→ **WHAT IS EXPECTED**:
The expected answer is the set of lines in the data below between the line holding "curve arithmetic failed." and the line holding "and JSON errors.", inclusive, written out exactly.

────

//! Error type for the `proofs` crate.
//!
//! This enum represents the various error conditions that can occur within the `proofs` crate.
//! It provides a unified way to handle and propagate errors throughout the crate.
//!
//! The witness stage fails with one of:
//!
//! - `GraphParse`: The witness graph blob is malformed.
//! - `InputMismatch`: The inputs JSON does not provide exactly the signals the graph declares.
//! - `ConstraintViolation`: Evaluation hit a division by zero or a failed assertion.
//!
//! The proving stage fails with one of:
//!
//! - `ZkeyParse`: The proving key blob is malformed or not for BN254 Groth16.
//! - `Prover`: The witness does not fit the proving key, or the curve arithmetic failed.
//!
//! Supporting variants cover the file formats (`R1csParse`, `WitnessFormat`), verification
//! (`VerifyFailed`), worker threads (`Worker`) and transparent I/O and JSON errors.
use thiserror::Error;

/// Represents the various error conditions that can occur within the `proofs` crate.
#[derive(Debug, Error)]
pub enum ProofError {
  /// The witness graph could not be decoded
  #[error("Failed to parse witness graph: {0}")]
  GraphParse(String),

  /// The inputs do not match the graph's declared input signals
  #[error("Input mismatch: {0}")]
  InputMismatch(String),

  /// Evaluating the graph violated a field or circuit constraint
  #[error("Constraint violation: {0}")]
  ConstraintViolation(String),

  /// The proving key could not be decoded
  #[error("Failed to parse zkey: {0}")]
  ZkeyParse(String),

  /// The prover rejected its inputs or failed internally
  #[error("Prover error: {0}")]
  Prover(String),

  /// The R1CS file could not be decoded
  #[error("Failed to parse r1cs: {0}")]
  R1csParse(String),

  /// The `.wtns` file could not be decoded
  #[error("Invalid witness file: {0}")]
  WitnessFormat(String),

  /// The error is a failed proof verification
  #[error("Failed to verify proof: {0}")]
  VerifyFailed(String),

  /// A blocking worker task panicked or was cancelled
  #[error("Worker error: {0}")]
  Worker(String),

  /// The error is a std::io::Error
  #[error(transparent)]
  Io(#[from] std::io::Error),

  /// The error is a serde_json::Error
  #[error(transparent)]
  Serde(#[from] serde_json::Error),
}

impl ProofError {
  /// Short name of the error kind, suitable for a caller-facing diagnostic.
  pub fn kind(&self) -> &'static str {
    match self {
      ProofError::GraphParse(_) => "GraphParseError",
      ProofError::InputMismatch(_) => "InputMismatch",
      ProofError::ConstraintViolation(_) => "ConstraintViolation",
      ProofError::ZkeyParse(_) => "ZkeyParseError",
      ProofError::Prover(_) => "ProverError",
      ProofError::R1csParse(_) => "R1csParseError",
      ProofError::WitnessFormat(_) => "WitnessFormatError",
      ProofError::VerifyFailed(_) => "VerifyFailed",
      ProofError::Worker(_) => "WorkerError",
      ProofError::Io(_) => "IoError",
      ProofError::Serde(_) => "JsonError",
    }
  }
}
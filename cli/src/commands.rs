//! Subcommand implementations over resolved artifact paths.

use std::{
  path::Path,
  sync::Arc,
  time::{Duration, Instant},
};

use proofs::{
  calculate_witness,
  circom::r1cs::R1CS,
  groth16::{self, json::VerifyingKeyJson, groth16_verify, ProvingKey},
  groth16_prove,
  worker::{calculate_witness_async, groth16_prove_async},
  ProverOutput,
};
use tracing::{debug, info};

use crate::{config::Config, errors::CliError};

fn read(path: &Path) -> Result<Vec<u8>, CliError> {
  debug!("reading {path:?}");
  std::fs::read(path).map_err(CliError::io(path))
}

fn read_string(path: &Path) -> Result<String, CliError> {
  std::fs::read_to_string(path).map_err(CliError::io(path))
}

fn write(path: &Path, contents: impl AsRef<[u8]>) -> Result<(), CliError> {
  if let Some(parent) = path.parent().filter(|parent| !parent.as_os_str().is_empty()) {
    std::fs::create_dir_all(parent).map_err(CliError::io(parent))?;
  }
  std::fs::write(path, contents).map_err(CliError::io(path))?;
  info!("wrote {path:?}");
  Ok(())
}

fn write_output(config: &Config, output: &ProverOutput) -> Result<(), CliError> {
  write(&config.proof, &output.proof)?;
  write(&config.public, &output.public_signals)
}

/// Computes the witness of `inputs` and writes it as `.wtns`.
pub fn witness(config: &Config) -> Result<(), CliError> {
  let wtns = calculate_witness(&read(&config.inputs)?, &read(&config.graph)?)?;
  write(&config.witness, wtns)
}

/// Proves a `.wtns` witness against the zkey and writes the proof and public signals.
pub fn prove(config: &Config) -> Result<(), CliError> {
  let output = groth16_prove(&read(&config.zkey)?, &read(&config.witness)?)?;
  write_output(config, &output)
}

/// Durations of the two stages of a `run`
#[derive(Debug, Clone, Copy)]
pub struct RunReport {
  pub witness: Duration,
  pub proof:   Duration,
}

/// Computes the witness and proves it, each stage on a worker thread.
pub async fn run(config: &Config) -> Result<RunReport, CliError> {
  let graph: Arc<[u8]> = read(&config.graph)?.into();
  let inputs: Arc<[u8]> = read(&config.inputs)?.into();
  let zkey: Arc<[u8]> = read(&config.zkey)?.into();

  let start = Instant::now();
  let wtns: Arc<[u8]> = calculate_witness_async(inputs, graph).await?.into();
  let witness = start.elapsed();
  write(&config.witness, &wtns)?;

  let start = Instant::now();
  let output = groth16_prove_async(zkey, wtns).await?;
  let proof = start.elapsed();
  write_output(config, &output)?;

  Ok(RunReport { witness, proof })
}

/// Checks the proof and public signals against the verification key.
pub fn verify(config: &Config) -> Result<bool, CliError> {
  Ok(groth16_verify(
    &read_string(&config.vkey)?,
    &read_string(&config.proof)?,
    &read_string(&config.public)?,
  )?)
}

fn write_vkey(path: &Path, pk: &ProvingKey) -> Result<(), CliError> {
  write(path, serde_json::to_string_pretty(&VerifyingKeyJson::from(&pk.vk))?)
}

/// Runs the development setup on the R1CS and writes the zkey and verification key.
pub fn setup(config: &Config) -> Result<(), CliError> {
  let r1cs = R1CS::try_from(&config.r1cs)?;
  let pk = groth16::setup(&r1cs)?;
  write(&config.zkey, pk.to_bytes())?;
  write_vkey(&config.vkey, &pk)
}

/// Extracts the verification key of the zkey as snarkjs JSON.
pub fn export_vkey(config: &Config) -> Result<(), CliError> {
  let pk = ProvingKey::try_from(&read(&config.zkey)?[..])?;
  write_vkey(&config.vkey, &pk)
}

#[cfg(test)]
mod tests {
  use proofs::{
    circom::{r1cs::R1CS, Graph, GraphBuilder, Operation},
    Fr,
  };
  use tempdir::TempDir;

  use super::*;

  /// `out = a * b` written into a fresh directory
  fn workspace() -> (TempDir, Config) {
    let dir = TempDir::new("circom-prover").unwrap();
    let path = |name: &str| dir.path().join(name);
    let config = Config {
      graph:   path("graph.bin"),
      inputs:  path("inputs.json"),
      zkey:    path("keys/circuit.zkey"),
      witness: path("out/witness.wtns"),
      proof:   path("out/proof.json"),
      public:  path("out/public.json"),
      vkey:    path("keys/verification_key.json"),
      r1cs:    path("circuit.r1cs"),
    };

    let mut builder = GraphBuilder::<Fr>::new();
    let one = builder.one();
    let a = builder.input("a", 1)[0];
    let b = builder.input("b", 1)[0];
    let out = builder.op(Operation::Mul, a, b);
    builder.witness(one).witness(out).witness(a).witness(b);
    std::fs::write(&config.graph, builder.build().unwrap().to_bytes()).unwrap();

    let one = Fr::from(1u64);
    let r1cs = R1CS::new(1, 0, 2, 4, vec![(vec![(2, one)], vec![(3, one)], vec![(1, one)])]);
    std::fs::write(&config.r1cs, r1cs.to_bytes()).unwrap();
    std::fs::write(&config.inputs, r#"{"a": "3", "b": "4"}"#).unwrap();
    (dir, config)
  }

  #[test]
  fn test_setup_witness_prove_verify() {
    let (_dir, config) = workspace();
    setup(&config).unwrap();
    witness(&config).unwrap();
    prove(&config).unwrap();

    assert_eq!(std::fs::read_to_string(&config.public).unwrap(), r#"["12"]"#);
    assert!(verify(&config).unwrap());

    std::fs::write(&config.public, r#"["13"]"#).unwrap();
    assert!(!verify(&config).unwrap());
  }

  #[test]
  fn test_witness_from_witnesscalc_graph() {
    let (_dir, config) = workspace();
    let graph = Graph::<Fr>::try_from(&std::fs::read(&config.graph).unwrap()[..]).unwrap();
    std::fs::write(&config.graph, graph.to_witnesscalc_bytes().unwrap()).unwrap();

    setup(&config).unwrap();
    witness(&config).unwrap();
    prove(&config).unwrap();
    assert_eq!(std::fs::read_to_string(&config.public).unwrap(), r#"["12"]"#);
    assert!(verify(&config).unwrap());
  }

  #[test]
  fn test_export_vkey_matches_setup() {
    let (_dir, config) = workspace();
    setup(&config).unwrap();
    let from_setup = std::fs::read_to_string(&config.vkey).unwrap();
    std::fs::remove_file(&config.vkey).unwrap();

    export_vkey(&config).unwrap();
    assert_eq!(std::fs::read_to_string(&config.vkey).unwrap(), from_setup);
  }

  #[tokio::test]
  async fn test_run_reports_both_stages() {
    let (_dir, config) = workspace();
    setup(&config).unwrap();
    run(&config).await.unwrap();
    assert!(config.witness.is_file());
    assert!(verify(&config).unwrap());
  }

  #[test]
  fn test_missing_artifact_names_the_path() {
    let (_dir, config) = workspace();
    let err = prove(&config).unwrap_err();
    match err {
      CliError::Io { path, .. } => assert_eq!(path, config.zkey),
      other => panic!("unexpected error {other}"),
    }
  }

  #[test]
  fn test_bad_inputs_surface_the_error_kind() {
    let (_dir, config) = workspace();
    std::fs::write(&config.inputs, r#"{"a": "3"}"#).unwrap();
    let err = witness(&config).unwrap_err();
    assert!(err.to_string().starts_with("InputMismatch"));
  }
}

────

→ **ANSWER SECTION**:
//! - `Prover`: The witness does not fit the proving key, or the curve arithmetic failed.
//!
//! Supporting variants cover the file formats (`R1csParse`, `WitnessFormat`), verification
//! (`VerifyFailed`), worker threads (`Worker`) and transparent I/O and JSON errors.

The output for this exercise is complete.